(Stored data)

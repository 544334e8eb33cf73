//! Process-wide native event channel.
//!
//! The native layer emits named events (barcode reads, for instance) that
//! any number of views may listen to. Listeners are invoked synchronously
//! on the emitting thread, in registration order.

use crate::config::EventCallback;
use serde_json::Value;
use std::sync::{Arc, Mutex, MutexGuard, OnceLock, PoisonError, Weak};

/// Emitted by the native layer whenever a barcode is decoded.
pub const BAR_CODE_READ_EVENT: &str = "CameraBarCodeRead";

struct Listener {
    id: u64,
    event: String,
    callback: EventCallback,
}

#[derive(Default)]
struct Registry {
    next_id: u64,
    listeners: Vec<Listener>,
}

fn lock(registry: &Mutex<Registry>) -> MutexGuard<'_, Registry> {
    // Listeners run outside the lock; the registry is never half-updated.
    registry.lock().unwrap_or_else(PoisonError::into_inner)
}

/// Named event channel between the native layer and views.
#[derive(Clone, Default)]
pub struct EventEmitter {
    registry: Arc<Mutex<Registry>>,
}

impl EventEmitter {
    /// Creates an emitter with no listeners.
    pub fn new() -> Self {
        Self::default()
    }

    /// The emitter shared by the whole process.
    pub fn global() -> &'static EventEmitter {
        static GLOBAL: OnceLock<EventEmitter> = OnceLock::new();
        GLOBAL.get_or_init(EventEmitter::new)
    }

    /// Registers a listener. It stays active until the returned
    /// subscription is removed or dropped.
    pub fn add_listener(&self, event: impl Into<String>, callback: EventCallback) -> Subscription {
        let event = event.into();
        let mut registry = lock(&self.registry);
        let id = registry.next_id;
        registry.next_id += 1;
        registry.listeners.push(Listener {
            id,
            event: event.clone(),
            callback,
        });

        tracing::trace!(id, event = %event, "Listener added");
        Subscription {
            id,
            event,
            registry: Some(Arc::downgrade(&self.registry)),
        }
    }

    /// Delivers a payload to every listener of `event`.
    ///
    /// Returns the number of listeners invoked.
    pub fn emit(&self, event: &str, payload: &Value) -> usize {
        let callbacks: Vec<EventCallback> = lock(&self.registry)
            .listeners
            .iter()
            .filter(|l| l.event == event)
            .map(|l| Arc::clone(&l.callback))
            .collect();

        for callback in &callbacks {
            callback(payload);
        }
        callbacks.len()
    }

    /// Number of listeners registered for `event`.
    pub fn listener_count(&self, event: &str) -> usize {
        lock(&self.registry)
            .listeners
            .iter()
            .filter(|l| l.event == event)
            .count()
    }
}

impl std::fmt::Debug for EventEmitter {
    fn fmt(&self, f: &mut std::fmt::Formatter<'_>) -> std::fmt::Result {
        f.debug_struct("EventEmitter")
            .field("listeners", &lock(&self.registry).listeners.len())
            .finish()
    }
}

/// Handle to a registered listener.
///
/// Removal is idempotent; dropping the handle removes the listener too.
#[derive(Debug)]
pub struct Subscription {
    id: u64,
    event: String,
    registry: Option<Weak<Mutex<Registry>>>,
}

impl Subscription {
    /// Unregisters the listener. Returns `false` if it was already removed.
    pub fn remove(&mut self) -> bool {
        let Some(registry) = self.registry.take() else {
            return false;
        };
        // Emitter already gone: nothing left to unregister from.
        let Some(registry) = registry.upgrade() else {
            return false;
        };

        let mut registry = lock(&registry);
        let before = registry.listeners.len();
        registry.listeners.retain(|l| l.id != self.id);
        let removed = registry.listeners.len() != before;

        tracing::trace!(id = self.id, event = %self.event, "Listener removed");
        removed
    }

    /// Returns true while the listener is registered.
    pub fn is_active(&self) -> bool {
        self.registry
            .as_ref()
            .is_some_and(|registry| registry.strong_count() > 0)
    }

    /// Name of the event this subscription listens to.
    pub fn event(&self) -> &str {
        &self.event
    }
}

impl Drop for Subscription {
    fn drop(&mut self) {
        self.remove();
    }
}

Brief:
Would you please transcribe all of the entries above exactly?

Written response:
repository 544334e8eb33cf73
//! Process-wide native event channel.
//!
//! The native layer emits named events (barcode reads, for instance) that
//! any number of views may listen to. Listeners are invoked synchronously
//! on the emitting thread, in registration order.

use crate::config::EventCallback;
use serde_json::Value;
use std::sync::{Arc, Mutex, MutexGuard, OnceLock, PoisonError, Weak};

/// Emitted by the native layer whenever a barcode is decoded.
pub const BAR_CODE_READ_EVENT: &str = "CameraBarCodeRead";

struct Listener {
    id: u64,
    event: String,
    callback: EventCallback,
}

#[derive(Default)]
struct Registry {
    next_id: u64,
    listeners: Vec<Listener>,
}

fn lock(registry: &Mutex<Registry>) -> MutexGuard<'_, Registry> {
    // Listeners run outside the lock; the registry is never half-updated.
    registry.lock().unwrap_or_else(PoisonError::into_inner)
}

/// Named event channel between the native layer and views.
#[derive(Clone, Default)]
pub struct EventEmitter {
    registry: Arc<Mutex<Registry>>,
}

impl EventEmitter {
    /// Creates an emitter with no listeners.
    pub fn new() -> Self {
        Self::default()
    }

    /// The emitter shared by the whole process.
    pub fn global() -> &'static EventEmitter {
        static GLOBAL: OnceLock<EventEmitter> = OnceLock::new();
        GLOBAL.get_or_init(EventEmitter::new)
    }

    /// Registers a listener. It stays active until the returned
    /// subscription is removed or dropped.
    pub fn add_listener(&self, event: impl Into<String>, callback: EventCallback) -> Subscription {
        let event = event.into();
        let mut registry = lock(&self.registry);
        let id = registry.next_id;
        registry.next_id += 1;
        registry.listeners.push(Listener {
            id,
            event: event.clone(),
            callback,
        });

        tracing::trace!(id, event = %event, "Listener added");
        Subscription {
            id,
            event,
            registry: Some(Arc::downgrade(&self.registry)),
        }
    }

    /// Delivers a payload to every listener of `event`.
    ///
    /// Returns the number of listeners invoked.
    pub fn emit(&self, event: &str, payload: &Value) -> usize {
        let callbacks: Vec<EventCallback> = lock(&self.registry)
            .listeners
            .iter()
            .filter(|l| l.event == event)
            .map(|l| Arc::clone(&l.callback))
            .collect();

        for callback in &callbacks {
            callback(payload);
        }
        callbacks.len()
    }

    /// Number of listeners registered for `event`.
    pub fn listener_count(&self, event: &str) -> usize {
        lock(&self.registry)
            .listeners
            .iter()
            .filter(|l| l.event == event)
            .count()
    }
}

impl std::fmt::Debug for EventEmitter {
    fn fmt(&self, f: &mut std::fmt::Formatter<'_>) -> std::fmt::Result {
        f.debug_struct("EventEmitter")
            .field("listeners", &lock(&self.registry).listeners.len())
            .finish()
    }
}

/// Handle to a registered listener.
///
/// Removal is idempotent; dropping the handle removes the listener too.
#[derive(Debug)]
pub struct Subscription {
    id: u64,
    event: String,
    registry: Option<Weak<Mutex<Registry>>>,
}

impl Subscription {
    /// Unregisters the listener. Returns `false` if it was already removed.
    pub fn remove(&mut self) -> bool {
        let Some(registry) = self.registry.take() else {
            return false;
        };
        // Emitter already gone: nothing left to unregister from.
        let Some(registry) = registry.upgrade() else {
            return false;
        };

        let mut registry = lock(&registry);
        let before = registry.listeners.len();
        registry.listeners.retain(|l| l.id != self.id);
        let removed = registry.listeners.len() != before;

        tracing::trace!(id = self.id, event = %self.event, "Listener removed");
        removed
    }

    /// Returns true while the listener is registered.
    pub fn is_active(&self) -> bool {
        self.registry
            .as_ref()
            .is_some_and(|registry| registry.strong_count() > 0)
    }

    /// Name of the event this subscription listens to.
    pub fn event(&self) -> &str {
        &self.event
    }
}

impl Drop for Subscription {
    fn drop(&mut self) {
        self.remove();
    }
}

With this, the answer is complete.